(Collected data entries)
--- --- ---

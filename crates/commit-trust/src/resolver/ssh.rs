//! SSH signature resolution.
//!
//! A key that fails to verify is skipped, so SSH resolution never reports a
//! bad signature: it either verifies or ends with no key found.

use tracing::{debug, error};

use super::{Deps, Request};
use crate::config::SigningFormat;
use crate::sshsig::{self, GIT_NAMESPACE};
use crate::types::{Identity, SshKey};
use crate::verdict::{Verdict, VerdictReason};

/// Resolve an SSH signed commit.
pub(crate) async fn resolve(deps: Deps<'_>, req: &Request<'_>) -> Verdict {
    let ctx = req.ctx;

    if let Some(account) = req.committer.account() {
        let keys = match ctx.run(deps.keys.ssh_keys_by_owner(ctx, account.id)).await {
            Ok(keys) => keys,
            Err(e) => {
                error!(commit = %req.commit.id, owner_id = account.id, error = %e, "failed to retrieve ssh keys");
                return Verdict::failure(req.committer, VerdictReason::KeyRetrievalFailed);
            }
        };
        for key in keys.into_iter().filter(|key| key.verified) {
            if verify(deps, req, &key.content) {
                return verified(req, req.committer.clone(), key, &req.commit.committer.email);
            }
        }
    }

    let config = deps.signing.signing_config();
    let configured_signer = Identity::synthetic(&config.signing_name, &config.signing_email);

    // Rotated keys sign on behalf of the committer's email.
    for content in &config.trusted_ssh_keys {
        if let Some(verdict) = verify_configured_key(
            deps,
            req,
            content,
            &configured_signer,
            &req.commit.committer.email,
        ) {
            return verdict;
        }
    }

    if config.signing_format == SigningFormat::Ssh && config.has_instance_key() {
        match ctx.run(deps.signing.instance_public_key(ctx)).await {
            Ok(content) => {
                if let Some(verdict) = verify_configured_key(
                    deps,
                    req,
                    &content,
                    &configured_signer,
                    &config.signing_email,
                ) {
                    return verdict;
                }
            }
            Err(e) if e.is_interruption() => {
                error!(commit = %req.commit.id, error = %e, "instance ssh key lookup interrupted");
                return Verdict::failure(req.committer, VerdictReason::KeyRetrievalFailed);
            }
            Err(e) => {
                error!(key = %config.signing_key, error = %e, "failed to load instance ssh signing key");
            }
        }
    }

    Verdict::failure(req.committer, VerdictReason::NoKeyFound)
}

fn verify(deps: Deps<'_>, req: &Request<'_>, public_key: &str) -> bool {
    deps.ssh.verify(
        &req.signature.signature,
        &req.signature.payload,
        public_key,
        GIT_NAMESPACE,
    )
}

/// A key from configuration rather than the key store. Its binding is
/// implicitly trusted.
fn verify_configured_key(
    deps: Deps<'_>,
    req: &Request<'_>,
    content: &str,
    signer: &Identity,
    email: &str,
) -> Option<Verdict> {
    let fingerprint = match sshsig::fingerprint(content) {
        Ok(fingerprint) => fingerprint,
        Err(e) => {
            error!(error = %e, "failed to fingerprint configured ssh key");
            return None;
        }
    };
    if !verify(deps, req, content) {
        return None;
    }
    let key = SshKey {
        fingerprint,
        content: content.trim().to_string(),
        verified: true,
        ..SshKey::default()
    };
    Some(verified(req, signer.clone(), key, email))
}

fn verified(req: &Request<'_>, signer: Identity, key: SshKey, email: &str) -> Verdict {
    debug!(
        commit = %req.commit.id,
        fingerprint = %key.fingerprint,
        signer = signer.name(),
        "ssh signature verified"
    );
    Verdict::ssh_verified(req.committer, signer, key, email.to_string())
}
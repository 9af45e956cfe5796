//! Key and identity store contracts.
//!
//! Implementations are expected to honour the [`RequestContext`] they are
//! given; the engine additionally races every call against it.

use async_trait::async_trait;

use crate::context::RequestContext;
use crate::error::TrustResult;
use crate::types::{Account, AccountId, GpgKey, SshKey};

/// Read access to stored public keys.
#[async_trait]
pub trait KeyStore: Send + Sync {
    /// All GPG key records addressable by `key_id` (primary keys and
    /// subkeys), with subkeys loaded. Not owner scoped.
    async fn gpg_keys_by_key_id(
        &self,
        ctx: &RequestContext,
        key_id: &str,
    ) -> TrustResult<Vec<GpgKey>>;

    /// Primary GPG keys owned by an account. Subkeys may be left empty; see
    /// [`KeyStore::load_subkeys`].
    async fn gpg_keys_by_owner(
        &self,
        ctx: &RequestContext,
        owner_id: AccountId,
    ) -> TrustResult<Vec<GpgKey>>;

    /// Populate `subkeys` on each key.
    async fn load_subkeys(&self, ctx: &RequestContext, keys: &mut [GpgKey]) -> TrustResult<()>;

    /// SSH keys owned by an account, excluding principal entries.
    async fn ssh_keys_by_owner(
        &self,
        ctx: &RequestContext,
        owner_id: AccountId,
    ) -> TrustResult<Vec<SshKey>>;
}

/// Read access to accounts and their email addresses.
#[async_trait]
pub trait IdentityStore: Send + Sync {
    /// Account owning `email` (primary or activated secondary address).
    async fn account_by_email(
        &self,
        ctx: &RequestContext,
        email: &str,
    ) -> TrustResult<Option<Account>>;

    async fn account_by_id(
        &self,
        ctx: &RequestContext,
        id: AccountId,
    ) -> TrustResult<Option<Account>>;

    /// Activated email addresses of an account.
    async fn activated_emails(
        &self,
        ctx: &RequestContext,
        owner_id: AccountId,
    ) -> TrustResult<Vec<String>>;
}
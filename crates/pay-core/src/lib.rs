//! # pay-core
//!
//! Core types and traits for the afriart-pay checkout client.
//!
//! This crate provides:
//! - `PaymentGateway` trait for backends that speak the push-payment protocol
//! - `PaymentRequest`, `PaymentHandle` and `PaymentStatus` for a checkout attempt
//! - `begin_polling` / `PollSession`, the status-confirmation loop
//! - `CheckoutWorkflow`, submit-then-poll in one place
//! - `SessionStore` for the persisted credential and identity
//! - `OrderSummary`, `Ticket`, `Artwork`, `Exhibition` and display helpers
//! - `PaymentError` for typed error handling
//!
//! The poll engine and workflow need tokio and live behind the default
//! `runtime` feature; the rest builds for `wasm32`.
//!
//! ## Example
//!
//! ```rust,ignore
//! use pay_core::{CheckoutWorkflow, PaymentRequest, PollUpdate, SubjectType};
//! use rust_decimal_macros::dec;
//!
//! let request = PaymentRequest::new("0712345678", dec!(1500), SubjectType::Artwork, "42", &user_id)?;
//! let workflow = CheckoutWorkflow::new(gateway);
//!
//! let session = workflow.checkout(&request, &credential, |update| match update {
//!     PollUpdate::StillPending { tick } => println!("waiting ({tick})"),
//!     PollUpdate::Success => println!("paid"),
//!     PollUpdate::Failure => println!("declined"),
//!     PollUpdate::TimedOut => println!("no answer"),
//! }).await?;
//!
//! // Dropping or cancelling the session stops polling
//! let state = session.wait().await;
//! ```

pub mod catalog;
pub mod error;
pub mod format;
pub mod gateway;
pub mod order;
pub mod payment;
pub mod phone;
#[cfg(feature = "runtime")]
pub mod poll;
pub mod serde_ext;
pub mod session;
pub mod ticket;
#[cfg(feature = "runtime")]
pub mod workflow;

// Re-exports for convenience
pub use catalog::{
    Artwork, ArtworkList, ArtworkStatus, Exhibition, ExhibitionList, ExhibitionStatus,
    Purchasable,
};
pub use error::{PaymentError, PaymentResult};
pub use format::{format_currency, format_date, image_url, status_label};
pub use gateway::{BoxedPaymentGateway, PaymentGateway};
pub use order::{OrderList, OrderSummary, OrdersReport};
pub use payment::{
    validate_amount, InitiatedPayment, PaymentHandle, PaymentRequest, PaymentStatus, SubjectType,
};
pub use phone::normalize_phone_number;
#[cfg(feature = "runtime")]
pub use poll::{begin_polling, PollConfig, PollSession, PollState, PollUpdate};
pub use session::{
    clear_session, is_authenticated, load_session, store_session, Credential, FileSessionStore,
    Identity, MemorySessionStore, Session, SessionStore,
};
pub use ticket::{Ticket, TicketList};
#[cfg(feature = "runtime")]
pub use workflow::{CheckoutReceipt, CheckoutWorkflow};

--- --- ---

Only the lines from the one containing "pub use phone::normalize_phone_number;" through the final line above should be duplicated, exactly as they stand.

RESULT OF THIS TASK
pub use phone::normalize_phone_number;
#[cfg(feature = "runtime")]
pub use poll::{begin_polling, PollConfig, PollSession, PollState, PollUpdate};
pub use session::{
    clear_session, is_authenticated, load_session, store_session, Credential, FileSessionStore,
    Identity, MemorySessionStore, Session, SessionStore,
};
pub use ticket::{Ticket, TicketList};
#[cfg(feature = "runtime")]
pub use workflow::{CheckoutReceipt, CheckoutWorkflow};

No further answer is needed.